DATA EXTRACTS:
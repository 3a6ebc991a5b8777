//! Cluster-replicated fan-out table (spec section 4.4): `topic filter ->
//! {clientId -> QoS}`, synchronized across nodes over the `MessageBus`
//! control channel.

use std::collections::HashMap;
use std::sync::RwLock;

use codec::QoS;

use crate::bus::{MessageBus, SubControlEvent, SubControlOp};
use crate::error::Error;
use crate::topic::TopicTree;
use crate::types::{ClientId, ClientRef, NodeId};

struct Inner {
    tree: TopicTree<ClientRef>,
    /// `client_id -> (node_id, {filter -> granted qos})`, so a disconnect or
    /// local lookup doesn't need a full tree scan.
    clients: HashMap<ClientId, (NodeId, HashMap<String, QoS>)>,
    /// Highest sequence number accepted per remote node, for discarding
    /// out-of-order duplicate control events.
    last_seq: HashMap<NodeId, u64>,
}

impl Default for Inner {
    fn default() -> Self {
        Self {
            tree: TopicTree::new(),
            clients: HashMap::new(),
            last_seq: HashMap::new(),
        }
    }
}

pub struct SubscriptionIndex {
    node_id: NodeId,
    inner: RwLock<Inner>,
}

impl SubscriptionIndex {
    #[must_use]
    pub fn new(node_id: impl Into<NodeId>) -> Self {
        Self {
            node_id: node_id.into(),
            inner: RwLock::new(Inner::default()),
        }
    }

    /// Apply a subscribe locally and replicate it to peers.
    ///
    /// # Errors
    /// Returns an error if the bus rejected the replication publish.
    pub fn subscribe(
        &self,
        bus: &dyn MessageBus,
        client_id: &ClientId,
        filter: &str,
        qos: QoS,
    ) -> Result<(), Error> {
        self.apply_subscribe(&self.node_id.clone(), client_id, filter, qos);
        bus.publish_control(SubControlEvent {
            node_id: self.node_id.clone(),
            op: SubControlOp::Subscribe,
            client_id: client_id.clone(),
            filter: Some(filter.to_string()),
            qos: Some(qos),
            seq: 0, // overwritten by the bus with the node's next sequence number
        })
    }

    /// # Errors
    /// Returns an error if the bus rejected the replication publish.
    pub fn unsubscribe(
        &self,
        bus: &dyn MessageBus,
        client_id: &ClientId,
        filter: &str,
    ) -> Result<(), Error> {
        self.apply_unsubscribe(client_id, filter);
        bus.publish_control(SubControlEvent {
            node_id: self.node_id.clone(),
            op: SubControlOp::Unsubscribe,
            client_id: client_id.clone(),
            filter: Some(filter.to_string()),
            qos: None,
            seq: 0,
        })
    }

    /// # Errors
    /// Returns an error if the bus rejected the replication publish.
    pub fn disconnect(&self, bus: &dyn MessageBus, client_id: &ClientId) -> Result<(), Error> {
        self.apply_disconnect(client_id);
        bus.publish_control(SubControlEvent {
            node_id: self.node_id.clone(),
            op: SubControlOp::Disconnect,
            client_id: client_id.clone(),
            filter: None,
            qos: None,
            seq: 0,
        })
    }

    #[must_use]
    pub fn node_id(&self) -> &str {
        &self.node_id
    }

    /// Collect all matches for `topic`, grouped by client, taking the
    /// maximum granted QoS across overlapping filters.
    #[must_use]
    pub fn matching(&self, topic: &str) -> HashMap<ClientId, (NodeId, QoS)> {
        let inner = self.inner.read().expect("subscription index lock poisoned");
        let mut out: HashMap<ClientId, (NodeId, QoS)> = HashMap::new();
        for client_ref in inner.tree.match_concrete(topic) {
            out.entry(client_ref.client_id.clone())
                .and_modify(|(_, qos)| *qos = (*qos).max(client_ref.granted_qos))
                .or_insert((client_ref.node_id.clone(), client_ref.granted_qos));
        }
        out
    }

    /// Apply a control event received from the bus (including our own
    /// replicated events, which are idempotent to re-apply). Out-of-order
    /// duplicates from the same node are discarded.
    pub fn apply_remote(&self, event: &SubControlEvent) {
        if event.node_id == self.node_id {
            // We already applied this locally before publishing it.
            return;
        }
        {
            let mut inner = self.inner.write().expect("subscription index lock poisoned");
            let last = inner.last_seq.get(&event.node_id).copied().unwrap_or(0);
            if event.op != SubControlOp::FullSet && event.seq != 0 && event.seq <= last {
                return;
            }
            if event.seq != 0 {
                inner.last_seq.insert(event.node_id.clone(), event.seq);
            }
        }
        match event.op {
            SubControlOp::Subscribe => {
                if let (Some(filter), Some(qos)) = (&event.filter, event.qos) {
                    self.apply_subscribe(&event.node_id, &event.client_id, filter, qos);
                }
            }
            SubControlOp::Unsubscribe => {
                if let Some(filter) = &event.filter {
                    self.apply_unsubscribe(&event.client_id, filter);
                }
            }
            SubControlOp::Disconnect => self.apply_disconnect(&event.client_id),
            SubControlOp::FullSet => {
                // A peer rebroadcasting its full set after joining; treated
                // as a subscribe for whatever it names (disjoint full-state
                // refresh is handled by replaying one FullSet event per
                // subscription, not a single aggregate event).
                if let (Some(filter), Some(qos)) = (&event.filter, event.qos) {
                    self.apply_subscribe(&event.node_id, &event.client_id, filter, qos);
                }
            }
        }
    }

    fn apply_subscribe(&self, node_id: &NodeId, client_id: &ClientId, filter: &str, qos: QoS) {
        let mut inner = self.inner.write().expect("subscription index lock poisoned");
        let entry = inner
            .clients
            .entry(client_id.clone())
            .or_insert_with(|| (node_id.clone(), HashMap::new()));
        if let Some(previous_qos) = entry.1.insert(filter.to_string(), qos) {
            if previous_qos != qos {
                inner.tree.remove(
                    filter,
                    &ClientRef {
                        client_id: client_id.clone(),
                        node_id: node_id.clone(),
                        granted_qos: previous_qos,
                    },
                );
            }
        }
        inner.tree.add(
            filter,
            ClientRef {
                client_id: client_id.clone(),
                node_id: node_id.clone(),
                granted_qos: qos,
            },
        );
    }

    fn apply_unsubscribe(&self, client_id: &ClientId, filter: &str) {
        let mut inner = self.inner.write().expect("subscription index lock poisoned");
        let Some((node_id, filters)) = inner.clients.get_mut(client_id) else {
            return;
        };
        let node_id = node_id.clone();
        if let Some(qos) = filters.remove(filter) {
            inner.tree.remove(
                filter,
                &ClientRef {
                    client_id: client_id.clone(),
                    node_id,
                    granted_qos: qos,
                },
            );
        }
    }

    fn apply_disconnect(&self, client_id: &ClientId) {
        let mut inner = self.inner.write().expect("subscription index lock poisoned");
        let Some((node_id, filters)) = inner.clients.remove(client_id) else {
            return;
        };
        for (filter, qos) in filters {
            inner.tree.remove(
                &filter,
                &ClientRef {
                    client_id: client_id.clone(),
                    node_id: node_id.clone(),
                    granted_qos: qos,
                },
            );
        }
    }
}

#[cfg(test)]
mod tests {
    use super::*;
    use crate::bus::InProcBus;

    #[test]
    fn match_groups_by_client_and_takes_max_qos() {
        let bus = InProcBus::new();
        let index = SubscriptionIndex::new("n1");
        let client = "c1".to_string();

        index
            .subscribe(&bus, &client, "a/+/c", QoS::AtLeastOnce)
            .unwrap();
        index
            .subscribe(&bus, &client, "a/b/#", QoS::ExactlyOnce)
            .unwrap();

        let matches = index.matching("a/b/c");
        assert_eq!(matches.len(), 1);
        assert_eq!(matches[&client].1, QoS::ExactlyOnce);
    }

    #[test]
    fn subscribe_then_unsubscribe_is_identity() {
        let bus = InProcBus::new();
        let index = SubscriptionIndex::new("n1");
        let client = "c1".to_string();

        index.subscribe(&bus, &client, "t", QoS::AtMostOnce).unwrap();
        index.unsubscribe(&bus, &client, "t").unwrap();

        assert!(index.matching("t").is_empty());
    }

    #[test]
    fn disconnect_clears_every_filter_for_the_client() {
        let bus = InProcBus::new();
        let index = SubscriptionIndex::new("n1");
        let client = "c1".to_string();

        index.subscribe(&bus, &client, "a", QoS::AtMostOnce).unwrap();
        index.subscribe(&bus, &client, "b", QoS::AtMostOnce).unwrap();
        index.disconnect(&bus, &client).unwrap();

        assert!(index.matching("a").is_empty());
        assert!(index.matching("b").is_empty());
    }
}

WHAT THE TASK REQUIRES:
In the data shown above, how many lines hold the string "HashMap"? The answer is the number alone.

SOLUTION BELOW:
8